Obviously, the one subject where there is some detectable ‘blue water’ between Labour and the Tories and putatively one where they could regain the affections of the “girl” is Europe. Here Mr Howard has been more explicit than in any other area - not just because he recognises the need to try and win back UKIP defectors, but because he also needs to keep his own Europhobes in check. He pledges that in the first week of a new Tory government he will set a date for a referendum on the European constitution. The Conservative Party will renegotiate fundamental parts of the existing European treaties. Out will go the social chapter - “a threat to British jobs”: ie, British capital hates it. Out will go the common fisheries policy and more besides. This stance is predicated on the notion that “If you want to bring powers back from Brussels to Britain, whatever party you’re from, come and join us”.
But quite rightly, whatever his real opinion, he dare not go any further. Europe has been the fault line which has divided the Conservative Party for the last generation and it remains fundamentally an unresolved and potentially destructive issue, only suppressed by the exigencies of a general election. One of the rare lighter moments at conference came when a plaintive William Hague was heard moaning from the fringe: “I said [in the general election campaign of 2001], ‘Come with me and I will give you back your country’, and nobody came”.
Looking back to last year, when poor Iain Duncan Smith (anybody remember him at all?), with his 17 carefully stage-managed standing ovations, was facing the axe, and conference turned into a macabre kind of beauty contest, in which an assortment of dull, grey men in dull, grey suits courted the favours of the assembled representatives, Bournemouth this year might turn out to have been a relative success, at least in terms of presentation. But there was little meaningful sound, certainly no inspirational fury and the whole thing certainly signified nothing. As any Tory with half a brain will tell you, on the basis of the current situation the best that the party can hope for electorally is to hold its current position and perhaps make some inroads into marginals. But that is tops. The idea of winning is just a mad fantasy.

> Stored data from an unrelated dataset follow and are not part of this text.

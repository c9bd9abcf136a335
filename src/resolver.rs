//! Process-scoped resolution context. One authoritative process owns the
//! override store and builds the shared status snapshot; every other
//! process installs that snapshot at startup and never evaluates rules.

use crate::machine::{MachineAttributes, MachineProbe};
use crate::matcher::{self, MatchHook, SecondaryNv310mHook};
use crate::rule::{Feature, FeatureStatus, RuleEntry};
use crate::store::{OverrideStore, OverrideStoreFile, StoreError};
use log::{info, warn};
use parking_lot::Mutex;
use std::path::PathBuf;
use std::sync::atomic::{AtomicBool, Ordering};
use std::sync::Arc;
use thiserror::Error;

/// Failure id when the force-all escape hatch blocks everything.
pub const FORCE_BLOCK_FAILURE_ID: &str = "FEATURE_FAILURE_BLOCK_ALL";
/// Failure id when adapter attributes cannot be obtained at all.
pub const ADAPTER_UNAVAILABLE_FAILURE_ID: &str = "FEATURE_FAILURE_CANT_RESOLVE_ADAPTER";

#[derive(Debug, Clone, Copy, PartialEq, Eq, Default)]
pub enum ProcessRole {
    /// Evaluates rules, owns the override store, builds the snapshot.
    #[default]
    Authoritative,
    /// Reads the installed snapshot only.
    Subordinate,
}

/// Debugging escape hatch: short-circuits every resolution to a fixed
/// answer without consulting any rules.
#[derive(Debug, Clone, Copy, PartialEq, Eq, Default)]
pub enum ForceAllPolicy {
    #[default]
    Disabled,
    BlockAll,
    AllowAll,
}

impl ForceAllPolicy {
    /// Positive forces blocking, negative forces allowing, zero disables.
    pub fn from_setting(value: i32) -> Self {
        match value {
            v if v > 0 => ForceAllPolicy::BlockAll,
            v if v < 0 => ForceAllPolicy::AllowAll,
            _ => ForceAllPolicy::Disabled,
        }
    }
}

/// A feature's resolved status plus the failure id naming the rule or
/// fallback that produced it. The failure id is empty for OK/UNKNOWN.
#[derive(Debug, Clone, PartialEq, Eq)]
pub struct Resolution {
    pub status: FeatureStatus,
    pub failure_id: String,
}

impl Resolution {
    pub fn new(status: FeatureStatus, failure_id: impl Into<String>) -> Self {
        Resolution {
            status,
            failure_id: failure_id.into(),
        }
    }

    pub fn ok() -> Self {
        Resolution::new(FeatureStatus::Ok, "")
    }

    /// Returned after shutdown; no state was consulted.
    pub fn no_opinion() -> Self {
        Resolution::new(FeatureStatus::Unknown, "")
    }
}

#[derive(Debug, Clone, PartialEq, Eq)]
pub struct FeatureStatusEntry {
    pub feature: Feature,
    pub status: FeatureStatus,
    pub failure_id: String,
}

/// Frozen per-feature statuses, built once in the authoritative process and
/// handed to subordinates at startup.
#[derive(Debug, Clone, Default, PartialEq, Eq)]
pub struct FeatureStatusSnapshot {
    entries: Vec<FeatureStatusEntry>,
}

impl FeatureStatusSnapshot {
    pub fn entries(&self) -> &[FeatureStatusEntry] {
        &self.entries
    }

    pub fn get(&self, feature: Feature) -> Option<&FeatureStatusEntry> {
        self.entries.iter().find(|entry| entry.feature == feature)
    }
}

#[derive(Debug, Error, PartialEq, Eq)]
pub enum ResolveError {
    #[error("no status snapshot installed in this subordinate process")]
    SnapshotMissing,
    #[error("a status snapshot is already installed")]
    SnapshotAlreadyInstalled,
    #[error("feature {0} absent from the installed snapshot")]
    FeatureNotInSnapshot(Feature),
}

/// Construction-time knobs.
#[derive(Debug, Clone, Default)]
pub struct GfxContextConfig {
    pub role: ProcessRole,
    pub force_all: ForceAllPolicy,
    /// Override persistence location; in-memory only when absent.
    pub override_path: Option<PathBuf>,
}

struct ContextState {
    store: OverrideStore,
    snapshot: Option<Arc<FeatureStatusSnapshot>>,
}

/// Owner of all mutable resolution state: override store, cached
/// snapshot, shutdown flag. One instance per process, with explicit
/// construction and shutdown instead of ambient statics.
pub struct GfxContext {
    role: ProcessRole,
    force_all: ForceAllPolicy,
    probe: Arc<dyn MachineProbe>,
    static_rules: Vec<RuleEntry>,
    hooks: Vec<Box<dyn MatchHook>>,
    store_file: Option<OverrideStoreFile>,
    shut_down: AtomicBool,
    state: Mutex<ContextState>,
}

impl GfxContext {
    pub fn new(
        config: GfxContextConfig,
        probe: Arc<dyn MachineProbe>,
        static_rules: Vec<RuleEntry>,
    ) -> Result<Self, StoreError> {
        let store_file = config.override_path.map(OverrideStoreFile::new);
        let store = match (&store_file, config.role) {
            (Some(file), ProcessRole::Authoritative) => file.load_or_default()?,
            _ => OverrideStore::default(),
        };
        info!(
            "event=gfx_context_init role={:?} force_all={:?} overrides={}",
            config.role,
            config.force_all,
            store.iter().count()
        );
        Ok(GfxContext {
            role: config.role,
            force_all: config.force_all,
            probe,
            static_rules,
            hooks: vec![Box::new(SecondaryNv310mHook)],
            store_file,
            shut_down: AtomicBool::new(false),
            state: Mutex::new(ContextState {
                store,
                snapshot: None,
            }),
        })
    }

    pub fn role(&self) -> ProcessRole {
        self.role
    }

    pub fn static_rules(&self) -> &[RuleEntry] {
        &self.static_rules
    }

    /// After this, every resolution answers "no opinion" instead of
    /// touching torn-down state.
    pub fn shutdown(&self) {
        self.shut_down.store(true, Ordering::SeqCst);
        info!("event=gfx_context_shutdown");
    }

    pub fn is_shut_down(&self) -> bool {
        self.shut_down.load(Ordering::SeqCst)
    }

    /// Resolves one feature through the full precedence chain: force-all
    /// hatch, override store, snapshot (subordinates), adapter fallback,
    /// rule scan.
    pub fn resolve(&self, feature: Feature) -> Result<Resolution, ResolveError> {
        if self.is_shut_down() {
            return Ok(Resolution::no_opinion());
        }
        match self.force_all {
            ForceAllPolicy::BlockAll => {
                warn!("event=force_all_block feature={feature}");
                return Ok(Resolution::new(
                    FeatureStatus::BlockedDevice,
                    FORCE_BLOCK_FAILURE_ID,
                ));
            }
            ForceAllPolicy::AllowAll => {
                warn!("event=force_all_allow feature={feature}");
                return Ok(Resolution::ok());
            }
            ForceAllPolicy::Disabled => {}
        }
        let state = self.state.lock();
        self.resolve_locked(&state, feature)
    }

    fn resolve_locked(
        &self,
        state: &ContextState,
        feature: Feature,
    ) -> Result<Resolution, ResolveError> {
        if let Some(entry) = state.store.get(feature) {
            return Ok(Resolution::new(entry.status, entry.failure_id.clone()));
        }

        if self.role == ProcessRole::Subordinate {
            let Some(snapshot) = state.snapshot.as_ref() else {
                debug_assert!(false, "subordinate resolved before snapshot install");
                return Err(ResolveError::SnapshotMissing);
            };
            return match snapshot.get(feature) {
                Some(entry) => Ok(Resolution::new(entry.status, entry.failure_id.clone())),
                None => Err(ResolveError::FeatureNotInSnapshot(feature)),
            };
        }

        let (resolution, _) = self.evaluate_with_rules(feature, None);
        Ok(resolution)
    }

    /// Runs the rule scan for one feature with the precedence steps above
    /// the scan skipped. `downloaded` substitutes for the static table when
    /// present. Also reports the winning suggested version, if any.
    pub(crate) fn evaluate_with_rules(
        &self,
        feature: Feature,
        downloaded: Option<&[RuleEntry]>,
    ) -> (Resolution, Option<String>) {
        let machine = MachineAttributes::from_probe(self.probe.as_ref());
        if machine.adapters_unavailable() {
            let resolution = if feature.only_on_known_config() {
                Resolution::new(FeatureStatus::BlockedDevice, ADAPTER_UNAVAILABLE_FAILURE_ID)
            } else {
                Resolution::ok()
            };
            return (resolution, None);
        }

        let rules = downloaded.unwrap_or(&self.static_rules);
        let outcome = matcher::find(rules, feature, &machine, false, &self.hooks);
        if outcome.status != FeatureStatus::Unknown {
            return (
                Resolution::new(outcome.status, outcome.failure_id),
                outcome.suggested_version,
            );
        }

        if !feature.is_allowlist_governed() {
            return (Resolution::ok(), None);
        }

        // The blocklist declined to object; the feature still needs a
        // positive allow rule to run at all.
        let allowed = matcher::find(rules, feature, &machine, true, &self.hooks);
        if allowed.status == FeatureStatus::Unknown {
            (Resolution::new(FeatureStatus::Denied, ""), None)
        } else {
            (
                Resolution::new(allowed.status, allowed.failure_id),
                allowed.suggested_version,
            )
        }
    }

    /// The stored slot wins; otherwise the static table is re-scanned and
    /// the winning rule's suggestion, if any, is reported.
    pub fn suggested_driver_version(&self, feature: Feature) -> Option<String> {
        if self.is_shut_down() {
            return None;
        }
        {
            let state = self.state.lock();
            if let Some(version) = state.store.suggested_version() {
                return Some(version.to_string());
            }
        }
        let (resolution, suggested) = self.evaluate_with_rules(feature, None);
        if resolution.status == FeatureStatus::BlockedDriverVersion {
            suggested
        } else {
            None
        }
    }

    /// Full per-feature statuses. Built at most once in the authoritative
    /// process and cached until an override mutation invalidates it;
    /// subordinates only ever see what was installed.
    pub fn all_feature_statuses(&self) -> Result<Arc<FeatureStatusSnapshot>, ResolveError> {
        let mut state = self.state.lock();
        if let Some(snapshot) = state.snapshot.as_ref() {
            return Ok(Arc::clone(snapshot));
        }
        if self.role == ProcessRole::Subordinate {
            debug_assert!(false, "subordinate asked for statuses before snapshot install");
            return Err(ResolveError::SnapshotMissing);
        }

        let mut entries = Vec::with_capacity(Feature::ALL.len());
        for feature in Feature::ALL {
            let resolution = if self.is_shut_down() {
                Resolution::no_opinion()
            } else {
                match self.force_all {
                    ForceAllPolicy::BlockAll => Resolution::new(
                        FeatureStatus::BlockedDevice,
                        FORCE_BLOCK_FAILURE_ID,
                    ),
                    ForceAllPolicy::AllowAll => Resolution::ok(),
                    ForceAllPolicy::Disabled => self.resolve_locked(&state, feature)?,
                }
            };
            entries.push(FeatureStatusEntry {
                feature,
                status: resolution.status,
                failure_id: resolution.failure_id,
            });
        }
        let snapshot = Arc::new(FeatureStatusSnapshot { entries });
        state.snapshot = Some(Arc::clone(&snapshot));
        Ok(snapshot)
    }

    /// Installs the authoritative snapshot into a subordinate context.
    /// Installing twice is a programming error.
    pub fn install_snapshot(
        &self,
        snapshot: Arc<FeatureStatusSnapshot>,
    ) -> Result<(), ResolveError> {
        let mut state = self.state.lock();
        if state.snapshot.is_some() {
            debug_assert!(false, "status snapshot installed twice");
            return Err(ResolveError::SnapshotAlreadyInstalled);
        }
        state.snapshot = Some(snapshot);
        Ok(())
    }

    /// Applies a batch of override mutations, drops any cached snapshot so
    /// the next read recomputes, and persists the store if configured.
    pub(crate) fn commit_overrides(
        &self,
        mutate: impl FnOnce(&mut OverrideStore),
    ) -> Result<(), StoreError> {
        let mut state = self.state.lock();
        let before = state.store.generation();
        mutate(&mut state.store);
        if state.store.generation() == before {
            return Ok(());
        }
        state.snapshot = None;
        if let Some(file) = &self.store_file {
            file.persist(&state.store)?;
        }
        Ok(())
    }

    #[cfg(test)]
    pub(crate) fn override_status(&self, feature: Feature) -> Option<FeatureStatus> {
        self.state.lock().store.get(feature).map(|entry| entry.status)
    }
}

As we have seen, however, much can change, even in a single week. But our job remains unchanged - to create a mass Marxist party of the working class, with a real socialist programme, in conditions which are moving significantly. The Tories are historically the most consistent and virulent of our enemies and it is good to see them in trouble. If, by chance, they perish, then we shall shed no tears, except those of joy, but the ruling class is already comfortable with the Tories’ ideological successors. Our strategic task remains to win our class from Labourism.